THE DATA:
==================================================
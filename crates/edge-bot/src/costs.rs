//! Transaction cost and margin model.
//!
//! Per-leg exchange fees follow the capped-rate schedule used by
//! coin-settled option venues: the fee is a combination of a flat cap and
//! a rate applied to the instrument price, per contract. Two combination
//! policies exist in the wild (`max` = worst case, `min` = best case) and
//! they produce materially different economics, so the policy is an
//! explicit configuration knob rather than a silent default.
//!
//! On top of the exchange legs, a round trip pays fixed open/close gas and
//! a platform fee proportional to the invested notional.
//!
//! A single [`CostParameters`] instance is built at startup and shared
//! read-only across all evaluations in a tick.

use rust_decimal::Decimal;
use serde::{Deserialize, Serialize};

/// How the fee cap combines with the rate-based fee.
#[derive(Debug, Clone, Copy, PartialEq, Eq, Serialize, Deserialize)]
#[serde(rename_all = "lowercase")]
pub enum FeeCombination {
    /// Worst-case fee: `max(cap, rate * price)`. Conservative EV.
    Max,
    /// Best-case fee: `min(cap, rate * price)`.
    Min,
}

impl FeeCombination {
    fn combine(&self, cap: Decimal, rate_fee: Decimal) -> Decimal {
        match self {
            FeeCombination::Max => cap.max(rate_fee),
            FeeCombination::Min => cap.min(rate_fee),
        }
    }
}

impl std::str::FromStr for FeeCombination {
    type Err = String;

    fn from_str(s: &str) -> Result<Self, Self::Err> {
        match s.to_lowercase().as_str() {
            "max" => Ok(FeeCombination::Max),
            "min" => Ok(FeeCombination::Min),
            _ => Err(format!("Unknown fee combination policy: {}", s)),
        }
    }
}

/// Process-wide cost model parameters.
///
/// Loaded once at startup, read-only thereafter; safe to share across
/// concurrent evaluations without locking.
#[derive(Debug, Clone, Serialize, Deserialize)]
pub struct CostParameters {
    /// Flat fee cap per contract, denominated in the settlement coin.
    pub fee_cap: Decimal,
    /// Fee rate applied to the instrument price, per contract.
    pub fee_rate: Decimal,
    /// Cap-vs-rate combination policy.
    pub fee_combination: FeeCombination,
    /// Fixed gas cost to open the prediction-market leg (USD).
    pub gas_open: Decimal,
    /// Fixed gas cost to close/settle the prediction-market leg (USD).
    pub gas_close: Decimal,
    /// Risk factor added to the option premium when computing initial
    /// margin, denominated like the premium (fraction of underlying).
    pub margin_requirement: Decimal,
    /// Platform fee rate applied to the invested notional.
    pub tx_fee_rate: Decimal,
    /// Flat platform fee per transaction (USD).
    pub base_fee: Decimal,
    /// Risk-free rate used by the probability model.
    pub risk_free_rate: f64,
}

impl Default for CostParameters {
    fn default() -> Self {
        Self {
            fee_cap: Decimal::new(3, 4),            // 0.0003 coin
            fee_rate: Decimal::new(125, 3),         // 12.5% of option price
            fee_combination: FeeCombination::Max,
            gas_open: Decimal::new(50, 2),          // $0.50
            gas_close: Decimal::new(50, 2),         // $0.50
            margin_requirement: Decimal::new(15, 2), // 0.15 of underlying
            tx_fee_rate: Decimal::new(2, 2),        // 2%
            base_fee: Decimal::new(25, 2),          // $0.25
            risk_free_rate: 0.05,
        }
    }
}

impl CostParameters {
    /// Per-leg exchange fee in the settlement currency.
    ///
    /// For native-coin settlement the cap applies as configured and the
    /// result is a coin amount; for stable-settled instruments the cap is
    /// scaled by the underlying index price and the result is USD.
    pub fn leg_fee(
        &self,
        instrument_price: Decimal,
        size: Decimal,
        underlying_index_price: Decimal,
        is_stable_settled: bool,
    ) -> Decimal {
        let cap = if is_stable_settled {
            self.fee_cap * underlying_index_price
        } else {
            self.fee_cap
        };
        let rate_fee = self.fee_rate * instrument_price;
        self.fee_combination.combine(cap, rate_fee) * size
    }

    /// Per-leg exchange fee converted to USD.
    pub fn leg_fee_usd(
        &self,
        instrument_price: Decimal,
        size: Decimal,
        underlying_index_price: Decimal,
        is_stable_settled: bool,
    ) -> Decimal {
        let fee = self.leg_fee(instrument_price, size, underlying_index_price, is_stable_settled);
        if is_stable_settled {
            fee
        } else {
            fee * underlying_index_price
        }
    }

    /// Estimated network/platform fee for the invested notional (USD).
    pub fn network_fee(&self, investment: Decimal) -> Decimal {
        investment * self.tx_fee_rate + self.base_fee
    }

    /// Total round-trip cost in USD: option open + close legs, fixed gas
    /// for both prediction-market legs, and the platform fee.
    ///
    /// Consumed unchanged by the strategy evaluator.
    pub fn total_costs(
        &self,
        option_mid: Decimal,
        contracts: Decimal,
        underlying_index_price: Decimal,
        is_stable_settled: bool,
        investment: Decimal,
    ) -> Decimal {
        let open_leg = self.leg_fee_usd(option_mid, contracts, underlying_index_price, is_stable_settled);
        let close_leg = open_leg;
        open_leg + close_leg + self.gas_open + self.gas_close + self.network_fee(investment)
    }

    /// Initial margin in USD for the option hedge leg.
    ///
    /// `IM = contracts * (premium + risk_factor) * underlying`, with the
    /// premium and risk factor both expressed as fractions of the
    /// underlying (coin-denominated option quoting).
    pub fn initial_margin(
        &self,
        contracts: Decimal,
        option_mid: Decimal,
        underlying_index_price: Decimal,
    ) -> Decimal {
        contracts * (option_mid + self.margin_requirement) * underlying_index_price
    }
}

#[cfg(test)]
mod tests {
    use super::*;
    use rust_decimal_macros::dec;

    fn params(combination: FeeCombination) -> CostParameters {
        CostParameters {
            fee_cap: dec!(0.0003),
            fee_rate: dec!(0.125),
            fee_combination: combination,
            gas_open: dec!(0.50),
            gas_close: dec!(0.50),
            margin_requirement: dec!(0.15),
            tx_fee_rate: dec!(0.02),
            base_fee: dec!(0.25),
            risk_free_rate: 0.05,
        }
    }

    #[test]
    fn test_leg_fee_max_policy() {
        let p = params(FeeCombination::Max);

        // Cheap option: rate fee 0.125 * 0.001 = 0.000125 < cap 0.0003
        // -> max picks the cap.
        let fee = p.leg_fee(dec!(0.001), dec!(1), dec!(100000), false);
        assert_eq!(fee, dec!(0.0003));

        // Expensive option: rate fee 0.125 * 0.05 = 0.00625 > cap
        // -> max picks the rate fee.
        let fee = p.leg_fee(dec!(0.05), dec!(1), dec!(100000), false);
        assert_eq!(fee, dec!(0.00625));
    }

    #[test]
    fn test_leg_fee_min_policy() {
        let p = params(FeeCombination::Min);

        let fee = p.leg_fee(dec!(0.001), dec!(1), dec!(100000), false);
        assert_eq!(fee, dec!(0.000125));

        let fee = p.leg_fee(dec!(0.05), dec!(1), dec!(100000), false);
        assert_eq!(fee, dec!(0.0003));
    }

    #[test]
    fn test_policies_diverge() {
        // The two policies are materially different economics; they must
        // never collapse into one another except when cap == rate fee.
        let max_fee = params(FeeCombination::Max).leg_fee(dec!(0.05), dec!(10), dec!(100000), false);
        let min_fee = params(FeeCombination::Min).leg_fee(dec!(0.05), dec!(10), dec!(100000), false);
        assert!(max_fee > min_fee);
    }

    #[test]
    fn test_stable_settled_cap_scaling() {
        let p = params(FeeCombination::Max);

        // Stable-settled: cap becomes 0.0003 * 100 = 0.03 USD; price is
        // already USD so the rate fee is 0.125 * 0.02 = 0.0025.
        let fee = p.leg_fee(dec!(0.02), dec!(1), dec!(100), true);
        assert_eq!(fee, dec!(0.03));
    }

    #[test]
    fn test_leg_fee_usd_conversion() {
        let p = params(FeeCombination::Max);

        // Native coin fee 0.0003 BTC at $100k = $30.
        let fee = p.leg_fee_usd(dec!(0.001), dec!(1), dec!(100000), false);
        assert_eq!(fee, dec!(30));

        // Stable-settled fees are already USD.
        let fee = p.leg_fee_usd(dec!(0.02), dec!(1), dec!(100), true);
        assert_eq!(fee, dec!(0.03));
    }

    #[test]
    fn test_fee_monotonic_in_size() {
        let p = params(FeeCombination::Max);
        let mut last = Decimal::ZERO;
        for size in [dec!(0), dec!(0.5), dec!(1), dec!(2), dec!(10), dec!(100)] {
            let fee = p.leg_fee(dec!(0.01), size, dec!(100000), false);
            assert!(fee >= last, "fee must not decrease as size grows");
            last = fee;
        }
    }

    #[test]
    fn test_network_fee() {
        let p = params(FeeCombination::Max);
        // 100 * 0.02 + 0.25 = 2.25
        assert_eq!(p.network_fee(dec!(100)), dec!(2.25));
        assert_eq!(p.network_fee(Decimal::ZERO), dec!(0.25));
    }

    #[test]
    fn test_total_costs_sums_components() {
        let p = params(FeeCombination::Max);
        let contracts = dec!(0.001);
        let option_mid = dec!(0.05);
        let spot = dec!(100000);

        // Per leg: max(0.0003, 0.00625) * 0.001 = 0.00000625 BTC = $0.625.
        // Two legs = $1.25, gas = $1.00, network = 100*0.02 + 0.25 = $2.25.
        let total = p.total_costs(option_mid, contracts, spot, false, dec!(100));
        assert_eq!(total, dec!(4.50));
    }

    #[test]
    fn test_initial_margin() {
        let p = params(FeeCombination::Max);
        // 0.001 * (0.05 + 0.15) * 100000 = 20
        let im = p.initial_margin(dec!(0.001), dec!(0.05), dec!(100000));
        assert_eq!(im, dec!(20));
    }

    #[test]
    fn test_initial_margin_zero_contracts() {
        let p = params(FeeCombination::Max);
        assert_eq!(
            p.initial_margin(Decimal::ZERO, dec!(0.05), dec!(100000)),
            Decimal::ZERO
        );
    }

    #[test]
    fn test_fee_combination_from_str() {
        assert_eq!("max".parse::<FeeCombination>().unwrap(), FeeCombination::Max);
        assert_eq!("MIN".parse::<FeeCombination>().unwrap(), FeeCombination::Min);
        assert!("avg".parse::<FeeCombination>().is_err());
    }
}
==================================================
WHAT IS REQUIRED: Each line of the records with the word "exchange" in it is to be copied.

ANSWER SPACE:
//! Per-leg exchange fees follow the capped-rate schedule used by
//! On top of the exchange legs, a round trip pays fixed open/close gas and
    /// Per-leg exchange fee in the settlement currency.
    /// Per-leg exchange fee converted to USD.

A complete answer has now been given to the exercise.